The Effect of Gold Nanoparticle Surface Modification with Polyethylene Glycol on the Absorbed Dose Distribution upon Irradiation with ¹³⁷Cs and ⁶⁰Co Photons

Abstract—Modification of the surface of gold nanoparticles with polyethylene glycol (PEG) is widely used to investigate radiosensitization in vivo. This modification may lead to alterations in the spectral characteristics of secondary radiation emitted by gold nanoparticles under the influence of photons. Using a Monte-Carlo calculation, we found that upon irradiation of 17-nm gold nanoparticles coated with a 8.5-nm polyethylene glycol shell with ¹³⁷Cs (E_av = 0.667 MeV) and ⁶⁰Co (E_av = 1.25 MeV) photons, 53.9% (¹³⁷Cs) and 51.3% (⁶⁰Co) of ionization electrons (Auger, Coster–Kronig, and fluorescence), 7.1% (¹³⁷Cs) and 0.9% (⁶⁰Co) of the photoelectrons were absorbed, and 32.6% (¹³⁷Cs) and 27.4% (⁶⁰Co) of the Compton electrons; as well 0.4% (¹³⁷Cs) and 9.7% (⁶⁰Co) of the secondary photons were additionally generated in the polymer shell.
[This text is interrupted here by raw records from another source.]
//! MGT and IMG (+D, DISCiPLE, SAM Coupé) and OPD (Opus Discovery) dumps.
//!
//! MGT and IMG hold 10 sectors of 512 bytes per track, numbered from 1, and
//! differ only in track order: MGT alternates sides per cylinder, IMG stores
//! side 0 then side 1. OPD holds 18 sectors of 256 bytes numbered from 0,
//! recorded with the Opus skew of 13.

use super::{DumpFormat, SideOrder, open_dump, regular_geometry, write_dump};
use crate::disk::{Density, Disk, DiskType, OpenOptions};
use crate::error::DiskError;
use crate::track::{GapType, TrackLayout};

const MGT_LAYOUT: TrackLayout = TrackLayout {
    sector_base: 1,
    sectors: 10,
    sector_length: 512,
    gap: GapType::MgtPlusD,
    interleave: 1,
    preindex: false,
};

const OPD_LAYOUT: TrackLayout = TrackLayout {
    sector_base: 0,
    sectors: 18,
    sector_length: 256,
    gap: GapType::MinimalMfm,
    interleave: 13,
    preindex: false,
};

const MGT_TRACK: usize = 10 * 512;
const OPD_TRACK: usize = 18 * 256;

/// Sides and cylinders for an MGT/IMG image of `len` bytes.
pub(crate) fn size_geometry(len: usize) -> Option<(u8, u8)> {
    match len {
        n if n == 2 * 80 * MGT_TRACK => Some((2, 80)),
        n if n == 80 * MGT_TRACK => Some((1, 80)),
        n if n == 40 * MGT_TRACK => Some((1, 40)),
        _ => None,
    }
}

fn opd_geometry(len: usize) -> Option<(u8, u8)> {
    match len {
        n if n == 40 * OPD_TRACK => Some((1, 40)),
        n if n == 80 * OPD_TRACK => Some((1, 80)),
        n if n == 2 * 80 * OPD_TRACK => Some((2, 80)),
        _ => None,
    }
}

pub(crate) fn open(bytes: &[u8], kind: DiskType, options: OpenOptions) -> Result<Disk, DiskError> {
    let (sides, cylinders) = size_geometry(bytes.len()).ok_or(DiskError::Geom)?;
    let order = if kind == DiskType::Img {
        SideOrder::Sequential
    } else {
        SideOrder::Alternate
    };
    let format = DumpFormat {
        kind,
        sides,
        cylinders,
        density: Density::Dd,
        layout: MGT_LAYOUT,
        order,
        autofill: None,
    };
    open_dump(bytes, &format, options)
}

pub(crate) fn write(disk: &Disk, kind: DiskType) -> Result<Vec<u8>, DiskError> {
    let geom = regular_geometry(disk)?;
    if geom.sectors != MGT_LAYOUT.sectors
        || geom.sector_length != MGT_LAYOUT.sector_length
        || geom.sector_base != MGT_LAYOUT.sector_base
    {
        return Err(DiskError::Geom);
    }
    let order = if kind == DiskType::Img {
        SideOrder::Sequential
    } else {
        SideOrder::Alternate
    };
    write_dump(disk, &geom, order)
}

pub(crate) fn open_opd(bytes: &[u8], options: OpenOptions) -> Result<Disk, DiskError> {
    let (sides, cylinders) = opd_geometry(bytes.len()).ok_or(DiskError::Geom)?;
    let format = DumpFormat {
        kind: DiskType::Opd,
        sides,
        cylinders,
        density: Density::Dd,
        layout: OPD_LAYOUT,
        order: SideOrder::Alternate,
        autofill: None,
    };
    open_dump(bytes, &format, options)
}

pub(crate) fn write_opd(disk: &Disk) -> Result<Vec<u8>, DiskError> {
    let geom = regular_geometry(disk)?;
    if geom.sectors != OPD_LAYOUT.sectors
        || geom.sector_length != OPD_LAYOUT.sector_length
        || geom.sector_base != OPD_LAYOUT.sector_base
    {
        return Err(DiskError::Geom);
    }
    write_dump(disk, &geom, SideOrder::Alternate)
}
The surface modification with polyethylene glycol led to shielding of the high-absorption dose area: the ratio of the absorbed doses for the unmodified and polyethylene glycol-coated gold nanoparticles differed by 1.3–9 times. Since the radiosensitizing efficacy of gold nanoparticles depends on the characteristics of the secondary radiation, the optimization of surface coatings is an important step in rational drug design.